I want to input two strings, "Hello" and "Hi" for example, and I want to go through every element in the two strings simultaneously and compare every character one by one. The two strings length in the actual program should be 5, if a char is equal to the other, return true, otherwise return false.

The program I have in mind should see 'H' in "Hello" and 'H' from "Hi" and return true, then I want it to check the 'e' in "Hello" and the 'i' in "Hi" and return false. I want it to keep on doing that till there is nothing to compare. I think I might need to use recursion but I am not sure how to implement it in this program really.

I tried using x:xs with the maximum range of 5 so [0..5], but it didn't work at all.

My code (not working):

uncurryingString :: String -> Int -> Char
uncurryingString a b = a !! b

match :: String -> String -> [Int] -> Bool 
match a b (x:xs)
            |   uncurryingString a [x 1 | x <- xs]  == uncurryingString b [x 1 | x <- xs]       = True
            |   otherwise                                                                       = False 

CodePudding user response:

You're thinking about this way too complicated.

First, as a rule of thumb, you should never use !! (whether directly or via some helper – uncurryingString is in fact exactly the same as !! itself). If direct indexing is required, a list is not the right data structure. But very often direct indexing is not required, it's just what's customarily used in some other programming languages that don't have pattern matching to do it more elegantly.

In your application, you're deconstructing both strings in parallel. Well, you should express that with a pattern match:

match (a:as) (b:bs) (x:xs) = ...

And now you can simply compare a and b directly, no need for messing about with any list comprehensions or indexing operators. In the example input "Hello" and "Hi", both a and b will be 'H' here.
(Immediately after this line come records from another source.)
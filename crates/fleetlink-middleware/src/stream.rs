//! WebSocket transport.
//!
//! One socket per robot URL, opened lazily on the first send and reused
//! afterwards.  A socket that fails a write is dropped so the next send
//! reconnects.  Connecting to one robot never holds up sends to another.

use std::collections::HashMap;
use std::sync::Arc;
use std::sync::atomic::{AtomicBool, Ordering};
use std::time::Duration;

use async_trait::async_trait;
use fleetlink_types::{RequestContext, TransportError, TransportKind};
use futures_util::SinkExt;
use tokio::net::TcpStream;
use tokio::sync::Mutex;
use tokio_tungstenite::tungstenite::Message;
use tokio_tungstenite::{MaybeTlsStream, WebSocketStream, connect_async};
use tracing::{debug, info, warn};

use crate::transport::Transport;

type Socket = WebSocketStream<MaybeTlsStream<TcpStream>>;

/// One robot's connection.  Empty until the first send connects it, and
/// again after a failed write.
type Slot = Arc<Mutex<Option<Socket>>>;

pub const DEFAULT_STREAM_TIMEOUT: Duration = Duration::from_secs(10);

pub struct StreamTransport {
    /// Locked only to look up or insert a slot, never across I/O.
    slots: std::sync::Mutex<HashMap<String, Slot>>,
    /// Bounds connect plus write of a single send.
    timeout: Duration,
    closed: AtomicBool,
}

impl StreamTransport {
    pub fn new(timeout: Duration) -> Self {
        Self {
            slots: std::sync::Mutex::new(HashMap::new()),
            timeout,
            closed: AtomicBool::new(false),
        }
    }

    /// Number of sockets currently held open.
    pub async fn open_sockets(&self) -> usize {
        let slots: Vec<Slot> = self.slots().values().cloned().collect();
        let mut open = 0;
        for slot in slots {
            if slot.lock().await.is_some() {
                open += 1;
            }
        }
        open
    }

    fn slots(&self) -> std::sync::MutexGuard<'_, HashMap<String, Slot>> {
        self.slots
            .lock()
            .unwrap_or_else(|poisoned| poisoned.into_inner())
    }

    fn slot(&self, url: &str) -> Slot {
        Arc::clone(self.slots().entry(url.to_string()).or_default())
    }

    /// Sends to one URL are serialised on its slot; other robots are not
    /// affected by a slow connect or write here.
    async fn deliver(&self, url: &str, payload: &[u8]) -> Result<(), TransportError> {
        let text = std::str::from_utf8(payload)
            .map_err(|e| TransportError::Serialization(e.to_string()))?
            .to_string();
        let slot = self.slot(url);
        let mut held = slot.lock().await;
        let socket = match held.take() {
            Some(socket) => socket,
            None => {
                let (socket, _) =
                    connect_async(url)
                        .await
                        .map_err(|e| TransportError::SendFailed {
                            kind: TransportKind::Stream,
                            details: format!("connect to {url} failed: {e}"),
                        })?;
                info!(url, "websocket opened");
                socket
            }
        };
        let socket = held.insert(socket);
        if let Err(e) = socket.send(Message::Text(text.into())).await {
            *held = None;
            warn!(url, error = %e, "websocket write failed; socket dropped");
            return Err(TransportError::SendFailed {
                kind: TransportKind::Stream,
                details: e.to_string(),
            });
        }
        debug!(url, bytes = payload.len(), "websocket frame sent");
        Ok(())
    }
}

impl Default for StreamTransport {
    fn default() -> Self {
        Self::new(DEFAULT_STREAM_TIMEOUT)
    }
}

#[async_trait]
impl Transport for StreamTransport {
    fn kind(&self) -> TransportKind {
        TransportKind::Stream
    }

    async fn send(
        &self,
        ctx: &RequestContext,
        destination: &str,
        payload: &[u8],
    ) -> Result<(), TransportError> {
        if self.closed.load(Ordering::SeqCst) {
            return Err(TransportError::NotConnected(TransportKind::Stream));
        }
        if ctx.is_cancelled() {
            return Err(TransportError::Cancelled);
        }
        tokio::select! {
            _ = ctx.cancelled() => Err(TransportError::Cancelled),
            result = tokio::time::timeout(self.timeout, self.deliver(destination, payload)) => {
                result.unwrap_or_else(|_| Err(TransportError::PublishTimedOut {
                    destination: destination.to_string(),
                    timeout_ms: self.timeout.as_millis() as u64,
                }))
            }
        }
    }

    async fn close(&self) -> Result<(), TransportError> {
        self.closed.store(true, Ordering::SeqCst);
        let slots: Vec<(String, Slot)> = self.slots().drain().collect();

        let mut failures = Vec::new();
        for (url, slot) in slots {
            let Some(mut socket) = slot.lock().await.take() else {
                continue;
            };
            if let Err(e) = socket.close(None).await {
                warn!(url = %url, error = %e, "websocket close failed");
                failures.push(format!("{url}: {e}"));
            }
        }

        if failures.is_empty() {
            Ok(())
        } else {
            Err(TransportError::SendFailed {
                kind: TransportKind::Stream,
                details: failures.join("; "),
            })
        }
    }
}

#[cfg(test)]
mod tests {
    use super::*;
    use futures_util::StreamExt;
    use std::sync::atomic::AtomicUsize;
    use tokio::net::TcpListener;
    use tokio::sync::mpsc;
    use tokio_tungstenite::accept_async;

    /// Robot-side WebSocket server.  Forwards every text frame to the
    /// returned channel and counts accepted connections.
    async fn robot_server() -> (String, mpsc::UnboundedReceiver<Message>, Arc<AtomicUsize>) {
        let listener = TcpListener::bind("127.0.0.1:0").await.unwrap();
        let addr = listener.local_addr().unwrap();
        let (tx, rx) = mpsc::unbounded_channel();
        let accepted = Arc::new(AtomicUsize::new(0));
        let counter = Arc::clone(&accepted);
        tokio::spawn(async move {
            while let Ok((stream, _)) = listener.accept().await {
                counter.fetch_add(1, Ordering::SeqCst);
                let tx = tx.clone();
                tokio::spawn(async move {
                    let mut ws = accept_async(stream).await.unwrap();
                    while let Some(Ok(msg)) = ws.next().await {
                        let closing = msg.is_close();
                        let _ = tx.send(msg);
                        if closing {
                            break;
                        }
                    }
                });
            }
        });
        (format!("ws://{addr}/vda5050"), rx, accepted)
    }

    #[tokio::test]
    async fn sends_text_frames_over_one_socket() {
        let (url, mut frames, accepted) = robot_server().await;
        let transport = StreamTransport::default();
        let ctx = RequestContext::background();

        transport.send(&ctx, &url, br#"{"headerId":1}"#).await.unwrap();
        transport.send(&ctx, &url, br#"{"headerId":2}"#).await.unwrap();

        assert_eq!(frames.recv().await.unwrap().to_text().unwrap(), r#"{"headerId":1}"#);
        assert_eq!(frames.recv().await.unwrap().to_text().unwrap(), r#"{"headerId":2}"#);
        assert_eq!(accepted.load(Ordering::SeqCst), 1);
        assert_eq!(transport.open_sockets().await, 1);
    }

    #[tokio::test]
    async fn close_sends_close_frame_and_rejects_later_sends() {
        let (url, mut frames, _) = robot_server().await;
        let transport = StreamTransport::default();
        let ctx = RequestContext::background();
        transport.send(&ctx, &url, b"{}").await.unwrap();
        let _ = frames.recv().await;

        transport.close().await.unwrap();
        assert!(frames.recv().await.unwrap().is_close());
        assert_eq!(transport.open_sockets().await, 0);
        assert_eq!(
            transport.send(&ctx, &url, b"{}").await,
            Err(TransportError::NotConnected(TransportKind::Stream))
        );
    }

    #[tokio::test]
    async fn unreachable_robot_is_send_failure() {
        let listener = TcpListener::bind("127.0.0.1:0").await.unwrap();
        let addr = listener.local_addr().unwrap();
        drop(listener);
        let transport = StreamTransport::new(Duration::from_secs(2));

        let err = transport
            .send(&RequestContext::background(), &format!("ws://{addr}/x"), b"{}")
            .await
            .unwrap_err();
        assert!(matches!(
            err,
            TransportError::SendFailed { kind: TransportKind::Stream, .. }
        ));
        assert_eq!(transport.open_sockets().await, 0);
    }

    #[tokio::test]
    async fn stalled_handshake_does_not_block_other_robots() {
        // Accepts TCP but never answers the WebSocket handshake.
        let stalled = TcpListener::bind("127.0.0.1:0").await.unwrap();
        let stalled_url = format!("ws://{}/x", stalled.local_addr().unwrap());
        let held = tokio::spawn(async move {
            let mut open = Vec::new();
            while let Ok((stream, _)) = stalled.accept().await {
                open.push(stream);
            }
        });
        let (url, mut frames, _) = robot_server().await;
        let transport = Arc::new(StreamTransport::new(Duration::from_secs(3)));

        let stuck = {
            let transport = Arc::clone(&transport);
            tokio::spawn(async move {
                transport
                    .send(&RequestContext::background(), &stalled_url, b"{}")
                    .await
            })
        };
        tokio::time::sleep(Duration::from_millis(100)).await;

        let started = std::time::Instant::now();
        transport
            .send(&RequestContext::background(), &url, br#"{"headerId":1}"#)
            .await
            .unwrap();
        assert!(started.elapsed() < Duration::from_millis(500));
        assert_eq!(frames.recv().await.unwrap().to_text().unwrap(), r#"{"headerId":1}"#);

        stuck.abort();
        held.abort();
    }

    #[tokio::test]
    async fn non_utf8_payload_is_rejected() {
        let (url, _frames, _) = robot_server().await;
        let transport = StreamTransport::default();
        let err = transport
            .send(&RequestContext::background(), &url, &[0xff, 0xfe])
            .await
            .unwrap_err();
        assert!(matches!(err, TransportError::Serialization(_)));
    }
}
But you probably don't want to return True right there, because there's still the rest of the string to be matched. That's where recursion comes in.

Finally, you need to clauses in case not all of the input lists are nonempty. Try to figure that out yourself.

What you probably don't need at all is the extra [Int] argument (x:xs). It could make sense to have a depth-limiting argument, but that could be simply an Int. You would then do something like

match :: Eq a => [a] -> [a] -> Int -> Bool
match _ _ 0 = True    -- lists are equal up to the specified max depth
match (a:as) (b:bs) n = ...
...

CodePudding user response:

Using a list comprehension is often a good way to compute things in Haskell, but not in this particular case.

I could try this code:

 [a==b | a <- "Hello", b <- "Hi"]

What does this do? You might think that this returns True, because the 'H' letters match - or you might thing that this returns False, because the other letters don't match. In fact, it does both - in effect, it is running multiple nested loops.

[True,False,False,False,False,False,False,False,False,False]

So, the takeaway is to use list comprehensions when you want nested loops, or just working through one dataset. Here we just want a single loop that works through the two words in parallel. Hence it must be recursion.